**Stored entries:**
------------------------------------------------

//! JSON extractor whose rejections use the monitor's error body

use crate::error::MonitorError;
use axum::{
    async_trait,
    extract::{FromRequest, Request},
    Json,
};
use serde::de::DeserializeOwned;

/// Like `axum::Json`, but a body that cannot be read as `T` becomes a
/// `MonitorError::Validation`, answered as 400 `{error, status}`.
pub struct MonitorJson<T>(pub T);

#[async_trait]
impl<T, S> FromRequest<S> for MonitorJson<T>
where
    T: DeserializeOwned,
    S: Send + Sync,
{
    type Rejection = MonitorError;

    async fn from_request(req: Request, state: &S) -> Result<Self, Self::Rejection> {
        match Json::<T>::from_request(req, state).await {
            Ok(Json(value)) => Ok(MonitorJson(value)),
            Err(rejection) => {
                tracing::debug!("Rejected JSON body: {}", rejection.body_text());
                Err(MonitorError::Validation(rejection.body_text()))
            }
        }
    }
}
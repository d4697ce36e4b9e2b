//! Health monitor library: resource registry, concurrent health checks and the
//! HTTP routes exposing them.

pub mod config;
pub mod error;
pub mod extractors;
pub mod handlers;
pub mod health;
pub mod middleware;
pub mod models;

pub use config::{AppConfig, MonitorConfig};
pub use error::{CheckError, MonitorError, Result};
pub use handlers::routes::create_routes;
pub use health::{HealthMonitor, Prober, ProberSet, Registry};
pub use models::{RegisteredResource, Resource, ResourceKind, ServerResponse, ServiceResponse};

use axum::Router;
use std::{net::SocketAddr, sync::Arc};
use tokio::signal;
use tracing::info;

#[derive(Clone)]
pub struct AppState {
    pub app_name: String,
    pub version: String,
    pub monitor: Arc<HealthMonitor>,
}

impl AppState {
    pub fn new(monitor: Arc<HealthMonitor>) -> Self {
        Self {
            app_name: "Health Monitor".to_string(),
            version: env!("CARGO_PKG_VERSION").to_string(),
            monitor,
        }
    }
}

pub fn create_app(state: AppState) -> Router {
    create_app_with_config(state, &AppConfig::default())
}

pub fn create_app_with_config(state: AppState, config: &AppConfig) -> Router {
    Router::new()
        .merge(create_routes())
        .layer(middleware::cors::cors_layer_from_config(&config.cors))
        .layer(middleware::logging::logging_layer())
        .with_state(state)
}

pub async fn run_server(app: Router, addr: SocketAddr) -> Result<()> {
    info!("Starting server on {}", addr);

    let listener = tokio::net::TcpListener::bind(addr).await?;

    axum::serve(listener, app)
        .with_graceful_shutdown(shutdown_signal())
        .await?;

    Ok(())
}

async fn shutdown_signal() {
    let ctrl_c = async {
        if let Err(e) = signal::ctrl_c().await {
            tracing::error!("Failed to install Ctrl+C handler: {}", e);
            std::future::pending::<()>().await;
        }
    };

    #[cfg(unix)]
    let terminate = async {
        match signal::unix::signal(signal::unix::SignalKind::terminate()) {
            Ok(mut stream) => {
                stream.recv().await;
            }
            Err(e) => {
                tracing::error!("Failed to install SIGTERM handler: {}", e);
                std::future::pending::<()>().await;
            }
        }
    };

    #[cfg(not(unix))]
    let terminate = std::future::pending::<()>();

    tokio::select! {
        _ = ctrl_c => {
            info!("Received Ctrl+C, starting graceful shutdown");
        },
        _ = terminate => {
            info!("Received SIGTERM, starting graceful shutdown");
        },
    }
}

------------------------------------------------

**Your assignment:** From the data above, give every line again exactly as it appears.

**Solution:**
//! JSON extractor whose rejections use the monitor's error body

use crate::error::MonitorError;
use axum::{
    async_trait,
    extract::{FromRequest, Request},
    Json,
};
use serde::de::DeserializeOwned;

/// Like `axum::Json`, but a body that cannot be read as `T` becomes a
/// `MonitorError::Validation`, answered as 400 `{error, status}`.
pub struct MonitorJson<T>(pub T);

#[async_trait]
impl<T, S> FromRequest<S> for MonitorJson<T>
where
    T: DeserializeOwned,
    S: Send + Sync,
{
    type Rejection = MonitorError;

    async fn from_request(req: Request, state: &S) -> Result<Self, Self::Rejection> {
        match Json::<T>::from_request(req, state).await {
            Ok(Json(value)) => Ok(MonitorJson(value)),
            Err(rejection) => {
                tracing::debug!("Rejected JSON body: {}", rejection.body_text());
                Err(MonitorError::Validation(rejection.body_text()))
            }
        }
    }
}
repository d4697ce36e4b9e2b
//! Health monitor library: resource registry, concurrent health checks and the
//! HTTP routes exposing them.

pub mod config;
pub mod error;
pub mod extractors;
pub mod handlers;
pub mod health;
pub mod middleware;
pub mod models;

pub use config::{AppConfig, MonitorConfig};
pub use error::{CheckError, MonitorError, Result};
pub use handlers::routes::create_routes;
pub use health::{HealthMonitor, Prober, ProberSet, Registry};
pub use models::{RegisteredResource, Resource, ResourceKind, ServerResponse, ServiceResponse};

use axum::Router;
use std::{net::SocketAddr, sync::Arc};
use tokio::signal;
use tracing::info;

#[derive(Clone)]
pub struct AppState {
    pub app_name: String,
    pub version: String,
    pub monitor: Arc<HealthMonitor>,
}

impl AppState {
    pub fn new(monitor: Arc<HealthMonitor>) -> Self {
        Self {
            app_name: "Health Monitor".to_string(),
            version: env!("CARGO_PKG_VERSION").to_string(),
            monitor,
        }
    }
}

pub fn create_app(state: AppState) -> Router {
    create_app_with_config(state, &AppConfig::default())
}

pub fn create_app_with_config(state: AppState, config: &AppConfig) -> Router {
    Router::new()
        .merge(create_routes())
        .layer(middleware::cors::cors_layer_from_config(&config.cors))
        .layer(middleware::logging::logging_layer())
        .with_state(state)
}

pub async fn run_server(app: Router, addr: SocketAddr) -> Result<()> {
    info!("Starting server on {}", addr);

    let listener = tokio::net::TcpListener::bind(addr).await?;

    axum::serve(listener, app)
        .with_graceful_shutdown(shutdown_signal())
        .await?;

    Ok(())
}

async fn shutdown_signal() {
    let ctrl_c = async {
        if let Err(e) = signal::ctrl_c().await {
            tracing::error!("Failed to install Ctrl+C handler: {}", e);
            std::future::pending::<()>().await;
        }
    };

    #[cfg(unix)]
    let terminate = async {
        match signal::unix::signal(signal::unix::SignalKind::terminate()) {
            Ok(mut stream) => {
                stream.recv().await;
            }
            Err(e) => {
                tracing::error!("Failed to install SIGTERM handler: {}", e);
                std::future::pending::<()>().await;
            }
        }
    };

    #[cfg(not(unix))]
    let terminate = std::future::pending::<()>();

    tokio::select! {
        _ = ctrl_c => {
            info!("Received Ctrl+C, starting graceful shutdown");
        },
        _ = terminate => {
            info!("Received SIGTERM, starting graceful shutdown");
        },
    }
}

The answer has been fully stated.